Juste après ma victoire, j’ai longtemps roulé en voiture rapide. C’était une époque où l’on pouvait encore rouler assez vite. Depuis, cela m’a passé. Maintenant, j’alterne entre voitures, motos et scooters. Il est vrai qu’avec le temps je suis devenu motard.
J’ai découvert la moto il y a une dizaine d’années. À Genève, c’est plus simple de se déplacer à moto et c’est aussi un remarquable moyen pour découvrir de magnifiques paysages. Le sentiment de grande liberté que l’on ressent lors de virées est indescriptible.

Ce sentiment de liberté, le ressent on seulement en roulant à moto ?
Non, pas nécessairement. L’être humain a ce sentiment dès qu’il est dans sa voiture. Lorsque, par exemple, vous revenez de vacances ou de voyages d’affaires et que vous atterrissez à Cointrin, deux sentiments contraires peuvent vous habiter. Si vous rentrez chez vous en taxi, vous prolongez en quelque sorte votre voyage. Mais dès que vous êtes dans votre voiture, vous êtes déjà chez vous.
C’est votre espace de liberté.

Comment appréciez-vous la mobilité en ville de Genève ?
Je relativiserai. Nous les Genevois avons toujours tendance à nous plaindre. À gueuler.
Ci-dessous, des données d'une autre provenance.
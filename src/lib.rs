//! groundlink: ground-station coordinator for a remote-controlled aerial
//! vehicle.
//!
//! Manages one live vehicle session end to end: the connect/disconnect
//! lifecycle, a continuous telemetry stream with link-health inference,
//! threshold-based safety evaluation with a confirm-before-acting
//! return-home prompt, and the mission/manual-command state machine. All
//! components share one `DroneSession` and talk to the vehicle only through
//! the `DroneCommandService` boundary.

pub mod config;
pub mod connection;
pub mod dispatch;
pub mod mission;
pub mod safety;
pub mod session;
pub mod telemetry;

pub use config::CoordinatorConfig;
pub use connection::{ConnectError, ConnectionManager, DisconnectError, SessionEvent};
pub use dispatch::{ConnectAck, DroneCommandService, RemoteError, SimulatedCommandService};
pub use mission::{CommandError, MissionController};
pub use safety::{SafetyAction, SafetyMonitor, SafetyWarning, Severity, WarningCode};
pub use session::{
    ConnectMethod, ConnectionState, DroneIdentity, DroneSession, ManualCommand, Mission,
    MissionId, MissionState,
};
pub use telemetry::{SimulatedTelemetry, TelemetrySample, TelemetrySource};
/// Owns the session lifecycle and the periodic tasks that keep it live
pub struct ConnectionManager {
    config: CoordinatorConfig,
    session: Arc<RwLock<DroneSession>>,
    service: Arc<dyn DroneCommandService>,
    source: Arc<dyn TelemetrySource>,
    monitor: Arc<tokio::sync::Mutex<SafetyMonitor>>,
    event_tx: mpsc::Sender<SessionEvent>,
    event_rx: mpsc::Receiver<SessionEvent>,
    tasks: Mutex<Option<SessionTasks>>,
}

impl ConnectionManager {
    pub fn new(
        config: CoordinatorConfig,
        service: Arc<dyn DroneCommandService>,
        source: Arc<dyn TelemetrySource>,
    ) -> Self {
        let (event_tx, event_rx) = mpsc::channel(100);
        Self {
            config,
            session: Arc::new(RwLock::new(DroneSession::default())),
            service,
            source,
            monitor: Arc::new(tokio::sync::Mutex::new(SafetyMonitor::new())),
            event_tx,
            event_rx,
            tasks: Mutex::new(None),
        }
    }

    /// Shared handle to the session, for the mission controller and for
    /// read-only observers
    pub fn session_handle(&self) -> Arc<RwLock<DroneSession>> {
        self.session.clone()
    }

    /// Snapshot of the current session state
    pub async fn session(&self) -> DroneSession {
        self.session.read().await.clone()
    }

    /// Receive the next session event
    pub async fn recv(&mut self) -> Option<SessionEvent> {
        self.event_rx.recv().await
    }

    /// Establish a session over the given link. On success telemetry ingest
    /// and link-health start; on failure the state returns to Disconnected
    /// and nothing is retried.
    pub async fn connect(&self, method: ConnectMethod) -> Result<DroneSession, ConnectError> {
        {
            let mut session = self.session.write().await;
            if session.connection_state != ConnectionState::Disconnected {
                return Err(ConnectError::AlreadyConnected);
            }
            session.connection_state = ConnectionState::Connecting;
        }
        info!("Connecting via {}", method);

        let ack = match bounded(self.config.command_timeout, self.service.connect(method)).await
        {
            Ok(ack) => ack,
            Err(e) => {
                self.session.write().await.reset();
                error!("Connect via {} failed: {}", method, e);
                return Err(e.into());
            }
        };

        let identity = DroneIdentity {
            model: ack.model,
            firmware: ack.firmware,
            serial_number: ack.serial_number,
        };
        info!(
            "Connected to {} (fw {}, sn {}), telemetry on {}",
            identity.model, identity.firmware, identity.serial_number, ack.telemetry_channel
        );

        let snapshot = {
            let mut session = self.session.write().await;
            let now = Instant::now();
            session.connection_state = ConnectionState::Connected;
            session.identity = Some(identity.clone());
            session.last_telemetry_at = now;
            session.connected_at = Some(now);
            session.clone()
        };

        self.spawn_session_tasks();
        let _ = self.event_tx.send(SessionEvent::Connected { identity }).await;
        Ok(snapshot)
    }

    /// Tear down the session. The local reset always completes, timers are
    /// cancelled first, and only then is the remote told; a remote failure
    /// is surfaced but changes nothing locally.
    pub async fn disconnect(&self) -> Result<(), DisconnectError> {
        {
            let session = self.session.read().await;
            if session.connection_state == ConnectionState::Disconnected {
                return Ok(());
            }
        }

        if let Some(tasks) = self.tasks.lock().unwrap().take() {
            tasks.teardown();
        }

        let remote = bounded(self.config.command_timeout, self.service.disconnect()).await;

        {
            let mut session = self.session.write().await;
            if let Some(connected_at) = session.connected_at {
                info!("Session closed after {:?}", connected_at.elapsed());
            }
            session.reset();
        }
        let _ = self
            .event_tx
            .send(SessionEvent::Disconnected {
                reason: "requested".into(),
            })
            .await;

        match remote {
            Ok(()) => Ok(()),
            Err(e) => {
                warn!("Remote disconnect failed after local reset: {}", e);
                Err(e.into())
            }
        }
    }

    fn spawn_session_tasks(&self) {
        let (shutdown_tx, shutdown_rx) = watch::channel(false);

        let ingest = tokio::spawn(telemetry_loop(
            self.config.clone(),
            self.session.clone(),
            self.source.clone(),
            self.monitor.clone(),
            self.event_tx.clone(),
            shutdown_rx.clone(),
        ));
        let health = tokio::spawn(link_health_loop(
            self.config.clone(),
            self.session.clone(),
            self.monitor.clone(),
            self.event_tx.clone(),
            shutdown_tx.clone(),
            shutdown_rx.clone(),
        ));
        let poll = tokio::spawn(mission_poll_loop(
            self.config.clone(),
            self.session.clone(),
            self.service.clone(),
            self.event_tx.clone(),
            shutdown_rx,
        ));

        let tasks = SessionTasks {
            shutdown: shutdown_tx,
            handles: vec![ingest, health, poll],
        };
        if let Some(stale) = self.tasks.lock().unwrap().replace(tasks) {
            // A previous session's tasks were still registered; never let
            // two sets of timers write the same session
            stale.teardown();
        }
    }
}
Mais, quand vous sortez de Genève, et que vous vous rendez à Moscou ou à Saint-Pétersbourg — des villes que je connais bien pour m’y rendre régulièrement — la réalité est très différente. Moscou, une ville de plus de 10 millions d’habitants, subit des embouteillages beaucoup plus importants qu’à Genève. Alors qu’ici, il suffit que ça bouchonne entre la rue de Lausanne et le quai Gustave-Ador pour que tout le monde s’énerve. Et puis les Genevois râlent toujours contre les travaux. Mais il y en a toujours à Genève. C’est comme ça. En revanche, je dois reconnaître que j’ai un mode de vie sans vraiment d’horaires fixes. Et contrairement à d’autres, je circule rarement pendant les heures de pointe…
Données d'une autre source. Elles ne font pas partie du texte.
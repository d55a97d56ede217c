//! Safety Monitor
//!
//! Evaluates every telemetry sample against the operational limits and
//! derives the current warning set. The monitor holds no clock and does no
//! I/O; the connection manager runs it on every sample and health tick.

use crate::session::{limits, ConnectionState};
use crate::telemetry::TelemetrySample;
use std::collections::BTreeSet;

/// Warning severity, ordered from advisory to most severe
#[derive(Debug, Clone, Copy, PartialEq, Eq, PartialOrd, Ord)]
pub enum Severity {
    Warning,
    Critical,
    Error,
}

/// What condition a warning reports
#[derive(Debug, Clone, Copy, PartialEq, Eq)]
pub enum WarningCode {
    LowBattery,
    CriticalBattery,
    GpsLost,
    WeakGps,
    ConnectionLost,
    VehicleErrorCode,
    HighTemperature,
    LowStorage,
}

/// An active safety condition derived from the latest sample
#[derive(Debug, Clone, PartialEq, Eq)]
pub struct SafetyWarning {
    pub severity: Severity,
    pub code: WarningCode,
    pub message: String,
    /// Vehicle fault codes, only populated for `VehicleErrorCode`
    pub error_codes: BTreeSet<String>,
}

impl SafetyWarning {
    fn new(severity: Severity, code: WarningCode, message: impl Into<String>) -> Self {
        Self {
            severity,
            code,
            message: message.into(),
            error_codes: BTreeSet::new(),
        }
    }
}

/// Automatic response requested by the monitor.
///
/// Always a request for confirmation: the caller decides whether to invoke
/// return-home, so an operator is never overridden silently.
#[derive(Debug, Clone, PartialEq, Eq)]
pub enum SafetyAction {
    RequestReturnHome { reason: String },
}

/// Derives warnings and auto-actions from telemetry and link state
pub struct SafetyMonitor {
    /// Edge trigger for the critical-battery return-home prompt. Fires once
    /// per downward crossing of the threshold; re-arms only after the
    /// battery reads above it again.
    rth_armed: bool,
}

impl SafetyMonitor {
    pub fn new() -> Self {
        Self { rth_armed: true }
    }

    /// Evaluate one sample. Returns the complete current warning set and at
    /// most one requested action.
    pub fn assess(
        &mut self,
        sample: &TelemetrySample,
        connection_state: ConnectionState,
    ) -> (Vec<SafetyWarning>, Option<SafetyAction>) {
        let mut warnings = Vec::new();
        let mut action = None;

        let battery = sample.battery.percentage;
        if battery <= limits::BATTERY_CRITICAL_PERCENT && sample.status.flying {
            warnings.push(SafetyWarning::new(
                Severity::Critical,
                WarningCode::CriticalBattery,
                format!("Battery critical at {}%", battery),
            ));
            if self.rth_armed {
                self.rth_armed = false;
                action = Some(SafetyAction::RequestReturnHome {
                    reason: format!("Battery at {}%", battery),
                });
            }
        } else if battery <= limits::BATTERY_LOW_PERCENT
            && battery > limits::BATTERY_CRITICAL_PERCENT
        {
            warnings.push(SafetyWarning::new(
                Severity::Warning,
                WarningCode::LowBattery,
                format!("Battery low at {}%", battery),
            ));
        }

        // Re-arm the return-home prompt once the battery reads healthy again
        if battery > limits::BATTERY_CRITICAL_PERCENT {
            self.rth_armed = true;
        }

        if !sample.status.gps_fixed {
            warnings.push(SafetyWarning::new(
                Severity::Warning,
                WarningCode::GpsLost,
                "GPS fix lost",
            ));
        } else if sample.gps.satellite_count < limits::GPS_MIN_SATELLITES {
            warnings.push(SafetyWarning::new(
                Severity::Warning,
                WarningCode::WeakGps,
                format!("Weak GPS: {} satellites", sample.gps.satellite_count),
            ));
        }

        if connection_state == ConnectionState::ConnectionLost {
            warnings.push(SafetyWarning::new(
                Severity::Error,
                WarningCode::ConnectionLost,
                "Telemetry link lost",
            ));
        }

        if !sample.status.error_codes.is_empty() {
            let mut warning = SafetyWarning::new(
                Severity::Error,
                WarningCode::VehicleErrorCode,
                format!("Vehicle reports {} fault(s)", sample.status.error_codes.len()),
            );
            warning.error_codes = sample.status.error_codes.clone();
            warnings.push(warning);
        }

        if sample.battery.temperature_celsius > limits::BATTERY_TEMP_MAX_C {
            warnings.push(SafetyWarning::new(
                Severity::Warning,
                WarningCode::HighTemperature,
                format!(
                    "Battery temperature {:.1}C",
                    sample.battery.temperature_celsius
                ),
            ));
        }

        if sample.camera.sd_remaining_gb < limits::SD_MIN_REMAINING_GB {
            warnings.push(SafetyWarning::new(
                Severity::Warning,
                WarningCode::LowStorage,
                format!("{:.1} GB storage remaining", sample.camera.sd_remaining_gb),
            ));
        }

        (warnings, action)
    }

    /// Warnings for a link-health pass with no sample yet (stale or never
    /// received): only the link condition can be evaluated.
    pub fn assess_link_only(&self, connection_state: ConnectionState) -> Vec<SafetyWarning> {
        if connection_state == ConnectionState::ConnectionLost {
            vec![SafetyWarning::new(
                Severity::Error,
                WarningCode::ConnectionLost,
                "Telemetry link lost",
            )]
        } else {
            Vec::new()
        }
    }
}

impl Default for SafetyMonitor {
    fn default() -> Self {
        Self::new()
    }
}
Les jeunes passent leur permis beaucoup plus tard, qu’en pensez-vous ?
Les nouvelles générations vont sans doute avoir une approche différente de la voiture et de la circulation. Les habitudes changent. Mes neveux ont un rapport au déplacement différent du mien. Leur abord est totalement distinct. Mais pas seulement.
Mon frère se rend à son bureau en vélo électrique. En hiver, les week-ends, quand il va avec sa famille en Valais, il utilise le train. Cela lui prend seulement deux heures et il évite les bouchons. Et il ne doit pas être le seul à agir de la sorte. Et pourtant, le vendredi à l’aller et le dimanche au retour, l’autoroute est toujours aussi pleine…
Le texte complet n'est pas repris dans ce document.